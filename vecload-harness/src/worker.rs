use std::sync::atomic::{AtomicU64, AtomicUsize, Ordering};
use std::sync::Arc;
use std::time::{Duration, Instant};
use tokio::task::JoinSet;
use tokio_util::sync::CancellationToken;
use tracing::{debug, error, warn};
use vecload_common::VectorIndex;

use crate::generator::{generate_vector, BatchPlan};
use crate::metrics::{OpOutcome, OutcomeSink};

/// Shape of a count-bounded upsert pool.
#[derive(Debug, Clone)]
pub struct UpsertPoolOptions {
    pub num_workers: usize,
    pub dimension: usize,
    /// Used for the `batch_id` metadata tag.
    pub batch_size: usize,
    pub namespace: Option<String>,
}

/// Drain `plans` with up to `num_workers` concurrent upsert workers.
///
/// Each worker claims the next unclaimed plan, materialises the batch,
/// upserts it and records the outcome, until no plans remain or `cancel`
/// fires. Returns once every claimed batch has been recorded, with the
/// number of vectors in batches whose upsert succeeded.
pub async fn run_upsert_pool<I>(
    index: Arc<I>,
    plans: Arc<Vec<BatchPlan>>,
    options: UpsertPoolOptions,
    sink: Arc<dyn OutcomeSink>,
    cancel: CancellationToken,
) -> u64
where
    I: VectorIndex + ?Sized + 'static,
{
    let UpsertPoolOptions { num_workers, dimension, batch_size, namespace } = options;
    let next = Arc::new(AtomicUsize::new(0));
    let upserted = Arc::new(AtomicU64::new(0));
    let workers = num_workers.min(plans.len());

    let mut pool = JoinSet::new();
    for worker_id in 0..workers {
        let index = Arc::clone(&index);
        let plans = Arc::clone(&plans);
        let next = Arc::clone(&next);
        let upserted = Arc::clone(&upserted);
        let namespace = namespace.clone();
        let sink = Arc::clone(&sink);
        let cancel = cancel.clone();
        pool.spawn(async move {
            loop {
                if cancel.is_cancelled() {
                    break;
                }
                let slot = next.fetch_add(1, Ordering::Relaxed);
                let Some(plan) = plans.get(slot) else { break };

                let vectors = plan.materialize(dimension, batch_size);
                let op_start = Instant::now();
                let result = index.upsert(&vectors, namespace.as_deref()).await;
                let latency = op_start.elapsed();

                match result {
                    Ok(_) => {
                        sink.record_outcome(namespace.as_deref(), OpOutcome::Success { latency });
                        upserted.fetch_add(plan.count as u64, Ordering::Relaxed);
                    }
                    Err(e) => {
                        sink.record_outcome(namespace.as_deref(), OpOutcome::Failure);
                        warn!(worker_id, start_id = plan.start_id, "upsert error: {e}");
                    }
                }
            }
            debug!(worker_id, "upsert worker exiting");
        });
    }

    join_all(pool).await;
    upserted.load(Ordering::Relaxed)
}

/// Which namespace a query worker targets. `None` queries the whole index.
pub type QueryScope = Option<String>;

/// Launch one query worker per entry in `scopes`. Every worker loops
/// generate → query → record until `cancel` fires, checking the token
/// before each call. Returns the join handles; await them with [`join_all`]
/// after cancelling.
pub fn spawn_query_pool<I>(
    index: Arc<I>,
    scopes: Vec<QueryScope>,
    dimension: usize,
    top_k: u32,
    sink: Arc<dyn OutcomeSink>,
    cancel: CancellationToken,
) -> JoinSet<()>
where
    I: VectorIndex + ?Sized + 'static,
{
    let mut pool = JoinSet::new();
    for (worker_id, scope) in scopes.into_iter().enumerate() {
        let index = Arc::clone(&index);
        let sink = Arc::clone(&sink);
        let cancel = cancel.clone();
        pool.spawn(async move {
            while !cancel.is_cancelled() {
                let query_vector = generate_vector(dimension);
                let op_start = Instant::now();
                let result = index.query(&query_vector, top_k, scope.as_deref()).await;
                let latency = op_start.elapsed();

                match result {
                    Ok(_) => sink.record_outcome(scope.as_deref(), OpOutcome::Success { latency }),
                    Err(e) => {
                        sink.record_outcome(scope.as_deref(), OpOutcome::Failure);
                        if !cancel.is_cancelled() {
                            match scope.as_deref() {
                                Some(ns) => warn!(worker_id, namespace = ns, "query error: {e}"),
                                None => warn!(worker_id, "query error: {e}"),
                            }
                        }
                    }
                }
            }
            debug!(worker_id, "query worker exiting");
        });
    }
    pool
}

/// `threads_per_namespace` scopes for each namespace, grouped by namespace.
pub fn namespace_scopes(namespaces: &[String], threads_per_namespace: usize) -> Vec<QueryScope> {
    namespaces
        .iter()
        .flat_map(|ns| std::iter::repeat(Some(ns.clone())).take(threads_per_namespace))
        .collect()
}

/// Wait for every worker in `pool` to exit. A panicked worker is logged, not propagated.
pub async fn join_all(mut pool: JoinSet<()>) {
    while let Some(res) = pool.join_next().await {
        if let Err(e) = res {
            error!("worker task failed: {e}");
        }
    }
}

/// How long shutdown took after the stop signal, for logging.
pub async fn join_all_timed(pool: JoinSet<()>) -> Duration {
    let started = Instant::now();
    join_all(pool).await;
    started.elapsed()
}
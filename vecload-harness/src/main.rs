use clap::Parser;
use serde::Serialize;
use std::process;
use std::sync::Arc;
use std::time::Duration;
use tracing::{info, warn};
use tracing_subscriber::{fmt, prelude::*, EnvFilter};
use vecload_client::{Client, ClientConfig};
use vecload_common::{
    IndexTarget, VectorIndex, BATCH_SIZE, DEFAULT_READ_THREADS, DEFAULT_THREADS_PER_NAMESPACE,
    DEFAULT_TOP_K, DEFAULT_WRITE_THREADS, VECTOR_DIMENSION,
};
use vecload_harness::config::{
    DeleteParams, FullParams, ReadParams, RunContext, StormParams, WriteParams, DEFAULT_NUM_VECTORS,
    POST_DELETE_SETTLE, POST_WRITE_SETTLE, WRITE_ONLY_SETTLE,
};
use vecload_harness::orchestrator::{
    run_delete_all, run_full_test, run_read_test, run_storm_test, run_write_test, settle, stats_snapshot,
};
use vecload_harness::report::{
    format_thousands, print_banner, print_delete_report, print_full_report, print_read_report, print_stats,
    print_storm_outcome, print_write_report,
};
use vecload_harness::scenario::Scenario;

#[derive(Parser)]
#[command(name = "vecload", about = "Vector index load test harness")]
struct Args {
    /// Scenario: full | write | read | storm | delete | stats
    #[arg(long, default_value = "full")]
    scenario: String,

    /// Index data-plane host
    #[arg(long, env = "PINECONE_HOST")]
    host: String,

    /// Sent as the Api-Key header
    #[arg(long, env = "PINECONE_API_KEY", default_value = "", hide_env_values = true)]
    api_key: String,

    /// Number of vectors to upsert
    #[arg(long, default_value_t = DEFAULT_NUM_VECTORS)]
    vectors: u64,

    /// Concurrent upsert workers
    #[arg(long, default_value_t = DEFAULT_WRITE_THREADS)]
    write_threads: usize,

    /// Concurrent query workers for the read test
    #[arg(long, default_value_t = DEFAULT_READ_THREADS)]
    read_threads: usize,

    /// How long to run the read or storm test (seconds). Defaults to 30 for read, 60 for storm.
    #[arg(long)]
    duration: Option<u64>,

    /// Query workers per namespace for the storm test
    #[arg(long, default_value_t = DEFAULT_THREADS_PER_NAMESPACE)]
    threads_per_namespace: usize,

    /// Nearest neighbours requested per query
    #[arg(long, default_value_t = DEFAULT_TOP_K)]
    top_k: u32,

    /// Vectors per upsert call
    #[arg(long, default_value_t = BATCH_SIZE)]
    batch_size: usize,

    /// Vector dimension; must match the index
    #[arg(long, default_value_t = VECTOR_DIMENSION)]
    dimension: usize,

    /// Namespace for writes and deletes (default namespace when omitted)
    #[arg(long)]
    namespace: Option<String>,

    /// Delete all vectors at the end of the full test
    #[arg(long)]
    delete_after: bool,

    /// Confirm destructive scenarios (delete)
    #[arg(long)]
    yes: bool,

    /// Per-request timeout in milliseconds; unbounded when omitted
    #[arg(long)]
    request_timeout_ms: Option<u64>,

    /// Print the report as JSON instead of tables
    #[arg(long)]
    json: bool,
}

#[tokio::main]
async fn main() {
    tracing_subscriber::registry()
        .with(fmt::layer().with_writer(std::io::stderr))
        .with(EnvFilter::try_from_default_env().unwrap_or_else(|_| EnvFilter::new("info")))
        .init();

    let args = Args::parse();

    let scenario = Scenario::from_name(&args.scenario).unwrap_or_else(|| {
        let valid: Vec<&str> = Scenario::ALL.iter().map(Scenario::as_name).collect();
        eprintln!("Unknown scenario {:?}. Valid values: {}", args.scenario, valid.join(", "));
        process::exit(3);
    });

    if scenario.requires_confirmation() && !args.yes {
        eprintln!("Scenario {:?} deletes vectors; pass --yes to confirm.", scenario.as_name());
        process::exit(3);
    }

    if let Err(e) = validate_params(scenario, &args) {
        eprintln!("{e}");
        process::exit(3);
    }

    let config = ClientConfig {
        target: IndexTarget { host: args.host.clone(), api_key: args.api_key.clone() },
        request_timeout: args.request_timeout_ms.map(Duration::from_millis),
    };
    let client = Client::new(config).unwrap_or_else(|e| {
        eprintln!("Failed to build client: {e}");
        process::exit(3);
    });
    let index: Arc<dyn VectorIndex> = Arc::new(client);

    info!(host = %args.host, "connecting to index");
    let initial = index.describe_index_stats().await.unwrap_or_else(|e| {
        eprintln!("Connection failed: {e}");
        process::exit(3);
    });
    info!(vectors = initial.total_vector_count, "connected");
    if !args.json {
        println!("Connected! Current vector count: {}", format_thousands(initial.total_vector_count));
    }

    let ctx = RunContext { show_progress: !args.json, ..RunContext::default() };
    let cancel = ctx.cancel.clone();
    tokio::spawn(async move {
        if tokio::signal::ctrl_c().await.is_ok() {
            warn!("interrupt received; stopping the current run");
            cancel.cancel();
        }
    });

    if !args.json {
        print_banner(scenario.title());
    }

    let code = match run_scenario(scenario, &args, index, &ctx).await {
        Ok(()) => 0,
        Err(e) => {
            eprintln!("{} failed: {e}", scenario.as_name());
            1
        }
    };
    process::exit(code);
}

async fn run_scenario(
    scenario: Scenario,
    args: &Args,
    index: Arc<dyn VectorIndex>,
    ctx: &RunContext,
) -> vecload_common::Result<()> {
    match scenario {
        Scenario::Full => {
            let params = FullParams {
                write: write_params(args),
                read: read_params(args),
                settle: POST_WRITE_SETTLE,
                delete_after: args.delete_after,
                delete: delete_params(args),
            };
            let report = run_full_test(index, &params, ctx).await?;
            emit(args, &report, print_full_report);
        }
        Scenario::Write => {
            let report = run_write_test(Arc::clone(&index), &write_params(args), ctx).await?;
            emit(args, &report, print_write_report);
            settle(WRITE_ONLY_SETTLE, ctx).await;
            let stats = stats_snapshot(index.as_ref()).await?;
            if !args.json {
                print_stats(&stats);
            }
        }
        Scenario::Read => {
            if !args.json {
                print_stats(&stats_snapshot(index.as_ref()).await?);
            }
            let report = run_read_test(index, &read_params(args), ctx).await?;
            emit(args, &report, print_read_report);
        }
        Scenario::Storm => {
            if !args.json {
                print_stats(&stats_snapshot(index.as_ref()).await?);
            }
            let outcome = run_storm_test(index, &storm_params(args), ctx).await?;
            emit(args, &outcome, print_storm_outcome);
        }
        Scenario::Delete => {
            let report = run_delete_all(index.as_ref(), &delete_params(args), ctx).await?;
            emit(args, &report, print_delete_report);
        }
        Scenario::Stats => {
            let stats = stats_snapshot(index.as_ref()).await?;
            emit(args, &stats, print_stats);
        }
    }
    Ok(())
}

/// Reject bad parameters before touching the network.
fn validate_params(scenario: Scenario, args: &Args) -> vecload_common::Result<()> {
    match scenario {
        Scenario::Full => FullParams { write: write_params(args), read: read_params(args), ..FullParams::default() }
            .validate(),
        Scenario::Write => write_params(args).validate(),
        Scenario::Read => read_params(args).validate(),
        Scenario::Storm => storm_params(args).validate(),
        Scenario::Delete | Scenario::Stats => Ok(()),
    }
}

fn write_params(args: &Args) -> WriteParams {
    WriteParams {
        num_vectors: args.vectors,
        num_threads: args.write_threads,
        batch_size: args.batch_size,
        dimension: args.dimension,
        namespace: args.namespace.clone(),
    }
}

fn read_params(args: &Args) -> ReadParams {
    ReadParams {
        duration: args.duration.map(Duration::from_secs).unwrap_or(ReadParams::default().duration),
        num_threads: args.read_threads,
        top_k: args.top_k,
        dimension: args.dimension,
    }
}

fn storm_params(args: &Args) -> StormParams {
    StormParams {
        duration: args.duration.map(Duration::from_secs).unwrap_or(StormParams::default().duration),
        threads_per_namespace: args.threads_per_namespace,
        top_k: args.top_k,
        dimension: args.dimension,
    }
}

fn delete_params(args: &Args) -> DeleteParams {
    DeleteParams { namespace: args.namespace.clone(), settle: POST_DELETE_SETTLE }
}

/// Print `report` as JSON or through its table printer.
fn emit<T: Serialize>(args: &Args, report: &T, print: fn(&T)) {
    if !args.json {
        print(report);
        return;
    }
    match serde_json::to_string_pretty(report) {
        Ok(json) => println!("{json}"),
        Err(e) => eprintln!("Failed to encode report: {e}"),
    }
}
use super::{
    event::{Clock, EventSink, GestureEvent, Scheduler, TimerHandle},
    recognizer::Recognizer,
    types::TouchId,
};

#[derive(Clone, Copy, Debug, PartialEq, Eq)]
struct PendingTimer {
    handle: TimerHandle,
    touch: TouchId,
    deadline_ms: u64,
}

#[derive(Clone, Debug, PartialEq)]
pub struct Emitted<T> {
    pub at_ms: u64,
    pub target: T,
    pub event: GestureEvent,
}

/// Deterministic host: a manually advanced clock, an in-memory deadline queue
/// and a sink that records every emitted event.
#[derive(Debug)]
pub struct ManualHost<T> {
    now_ms: u64,
    next_handle: u64,
    timers: Vec<PendingTimer>,
    emitted: Vec<Emitted<T>>,
    tracking: bool,
}

impl<T> Default for ManualHost<T> {
    fn default() -> Self {
        Self::new(0)
    }
}

impl<T> ManualHost<T> {
    pub fn new(now_ms: u64) -> Self {
        Self {
            now_ms,
            next_handle: 1,
            timers: Vec::new(),
            emitted: Vec::new(),
            tracking: false,
        }
    }

    pub fn pending_timers(&self) -> usize {
        self.timers.len()
    }

    pub fn is_tracking(&self) -> bool {
        self.tracking
    }

    pub fn events(&self) -> &[Emitted<T>] {
        &self.emitted
    }

    pub fn take_events(&mut self) -> Vec<Emitted<T>> {
        std::mem::take(&mut self.emitted)
    }

    pub fn event_names(&self) -> Vec<&'static str> {
        self.emitted.iter().map(|emitted| emitted.event.name()).collect()
    }

    fn pop_due(&mut self, now_ms: u64) -> Option<PendingTimer> {
        let index = self
            .timers
            .iter()
            .enumerate()
            .filter(|(_, timer)| timer.deadline_ms <= now_ms)
            .min_by_key(|(_, timer)| (timer.deadline_ms, timer.handle))
            .map(|(index, _)| index)?;
        Some(self.timers.remove(index))
    }
}

impl<T: Clone> ManualHost<T> {
    /// Moves the clock forward to `now_ms`, firing due press deadlines in
    /// deadline order with the clock set to each deadline.
    pub fn advance_to(&mut self, recognizer: &mut Recognizer<T>, now_ms: u64) {
        while let Some(timer) = self.pop_due(now_ms) {
            self.now_ms = self.now_ms.max(timer.deadline_ms);
            recognizer.press_timer_fired(self, timer.touch, timer.handle);
        }
        self.now_ms = self.now_ms.max(now_ms);
    }
}

impl<T> Clock for ManualHost<T> {
    fn now_ms(&self) -> u64 {
        self.now_ms
    }
}

impl<T> Scheduler for ManualHost<T> {
    fn schedule(&mut self, delay_ms: u64, touch: TouchId) -> TimerHandle {
        let handle = TimerHandle(self.next_handle);
        self.next_handle += 1;
        self.timers.push(PendingTimer {
            handle,
            touch,
            deadline_ms: self.now_ms.saturating_add(delay_ms),
        });
        handle
    }

    fn cancel(&mut self, handle: TimerHandle) {
        self.timers.retain(|timer| timer.handle != handle);
    }
}

impl<T: Clone> EventSink<T> for ManualHost<T> {
    fn emit(&mut self, target: &T, event: GestureEvent) {
        self.emitted.push(Emitted {
            at_ms: self.now_ms,
            target: target.clone(),
            event,
        });
    }

    fn tracking_changed(&mut self, active: bool) {
        self.tracking = active;
    }
}

#[cfg(test)]
mod tests {
    use super::*;

    #[test]
    fn cancel_twice_is_a_no_op() {
        let mut host: ManualHost<&str> = ManualHost::new(0);
        let first = host.schedule(200, 1);
        let second = host.schedule(200, 2);
        assert_ne!(first, second);

        host.cancel(first);
        host.cancel(first);
        assert_eq!(host.pending_timers(), 1);
    }

    #[test]
    fn due_timers_pop_in_deadline_order() {
        let mut host: ManualHost<&str> = ManualHost::new(0);
        let late = host.schedule(300, 1);
        let early = host.schedule(100, 2);

        assert_eq!(host.pop_due(50), None);
        assert_eq!(host.pop_due(400).map(|t| t.handle), Some(early));
        assert_eq!(host.pop_due(400).map(|t| t.handle), Some(late));
        assert_eq!(host.pop_due(400), None);
    }
}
* * *
◆ WHAT THE TASK ASKS:
Scan the material for lines with the word "recognizer", and copy each line you find.

◆ TASK SOLUTION:
    recognizer::Recognizer,
    pub fn advance_to(&mut self, recognizer: &mut Recognizer<T>, now_ms: u64) {
            recognizer.press_timer_fired(self, timer.touch, timer.handle);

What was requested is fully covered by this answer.